**REQUIRED WORK**
Whenever the string "Analyzer" turns up in a line of the data below, copy that line.

**EXTRACTED DATA**
----------
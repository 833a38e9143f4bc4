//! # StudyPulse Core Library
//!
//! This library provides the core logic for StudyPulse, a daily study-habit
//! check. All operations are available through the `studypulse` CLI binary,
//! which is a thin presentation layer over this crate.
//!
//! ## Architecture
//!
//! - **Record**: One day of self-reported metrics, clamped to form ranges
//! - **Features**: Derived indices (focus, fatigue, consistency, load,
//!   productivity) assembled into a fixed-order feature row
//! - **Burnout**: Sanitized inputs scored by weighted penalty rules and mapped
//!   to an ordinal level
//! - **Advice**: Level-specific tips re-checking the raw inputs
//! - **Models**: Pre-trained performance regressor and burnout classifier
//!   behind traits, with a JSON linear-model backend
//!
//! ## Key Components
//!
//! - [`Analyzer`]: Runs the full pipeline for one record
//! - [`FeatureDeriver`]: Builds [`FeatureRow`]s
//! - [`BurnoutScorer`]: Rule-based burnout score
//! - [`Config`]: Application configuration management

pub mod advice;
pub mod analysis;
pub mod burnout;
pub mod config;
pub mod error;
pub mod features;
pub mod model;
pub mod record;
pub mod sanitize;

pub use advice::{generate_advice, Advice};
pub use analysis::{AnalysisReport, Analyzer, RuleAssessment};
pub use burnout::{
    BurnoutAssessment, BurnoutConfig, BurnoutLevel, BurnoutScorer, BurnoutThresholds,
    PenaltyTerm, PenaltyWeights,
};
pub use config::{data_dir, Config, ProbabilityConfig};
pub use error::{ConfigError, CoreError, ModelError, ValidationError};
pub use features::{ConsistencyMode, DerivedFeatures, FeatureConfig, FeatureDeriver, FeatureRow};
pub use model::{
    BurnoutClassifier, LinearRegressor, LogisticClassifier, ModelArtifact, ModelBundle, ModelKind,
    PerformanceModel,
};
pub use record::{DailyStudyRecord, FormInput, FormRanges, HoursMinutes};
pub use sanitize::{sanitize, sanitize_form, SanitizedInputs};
----------
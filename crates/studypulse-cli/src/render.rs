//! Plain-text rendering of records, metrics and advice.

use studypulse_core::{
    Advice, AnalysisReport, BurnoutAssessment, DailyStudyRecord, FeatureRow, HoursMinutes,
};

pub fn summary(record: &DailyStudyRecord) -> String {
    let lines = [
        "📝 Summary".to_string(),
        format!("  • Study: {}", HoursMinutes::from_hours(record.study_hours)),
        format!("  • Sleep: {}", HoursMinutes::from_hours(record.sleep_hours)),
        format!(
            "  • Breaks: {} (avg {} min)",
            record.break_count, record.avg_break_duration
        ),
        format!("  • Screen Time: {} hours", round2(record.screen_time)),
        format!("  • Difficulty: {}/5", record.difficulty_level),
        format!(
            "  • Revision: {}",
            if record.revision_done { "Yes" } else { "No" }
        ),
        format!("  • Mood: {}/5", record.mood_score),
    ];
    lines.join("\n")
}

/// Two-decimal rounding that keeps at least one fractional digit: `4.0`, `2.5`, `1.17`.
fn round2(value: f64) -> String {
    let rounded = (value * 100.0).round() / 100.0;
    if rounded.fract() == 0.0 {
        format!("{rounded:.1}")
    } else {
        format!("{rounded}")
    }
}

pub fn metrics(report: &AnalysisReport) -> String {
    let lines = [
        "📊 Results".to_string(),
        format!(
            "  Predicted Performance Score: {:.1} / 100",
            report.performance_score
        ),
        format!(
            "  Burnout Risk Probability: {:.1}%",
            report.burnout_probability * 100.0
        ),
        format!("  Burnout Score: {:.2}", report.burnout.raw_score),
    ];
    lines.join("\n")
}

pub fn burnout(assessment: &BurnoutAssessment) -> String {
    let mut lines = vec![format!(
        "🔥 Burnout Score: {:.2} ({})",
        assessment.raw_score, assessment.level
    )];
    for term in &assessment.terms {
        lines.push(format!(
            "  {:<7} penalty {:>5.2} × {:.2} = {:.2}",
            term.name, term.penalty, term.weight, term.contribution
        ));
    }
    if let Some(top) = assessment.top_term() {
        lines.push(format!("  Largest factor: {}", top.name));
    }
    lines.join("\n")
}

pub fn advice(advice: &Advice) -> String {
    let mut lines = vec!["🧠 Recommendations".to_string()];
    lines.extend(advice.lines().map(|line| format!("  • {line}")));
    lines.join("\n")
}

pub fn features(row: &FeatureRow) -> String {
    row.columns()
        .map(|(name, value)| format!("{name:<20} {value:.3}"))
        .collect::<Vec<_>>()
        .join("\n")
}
----------
**SOLUTION TO THIS EXERCISE**
//! - [`Analyzer`]: Runs the full pipeline for one record
pub use analysis::{AnalysisReport, Analyzer, RuleAssessment};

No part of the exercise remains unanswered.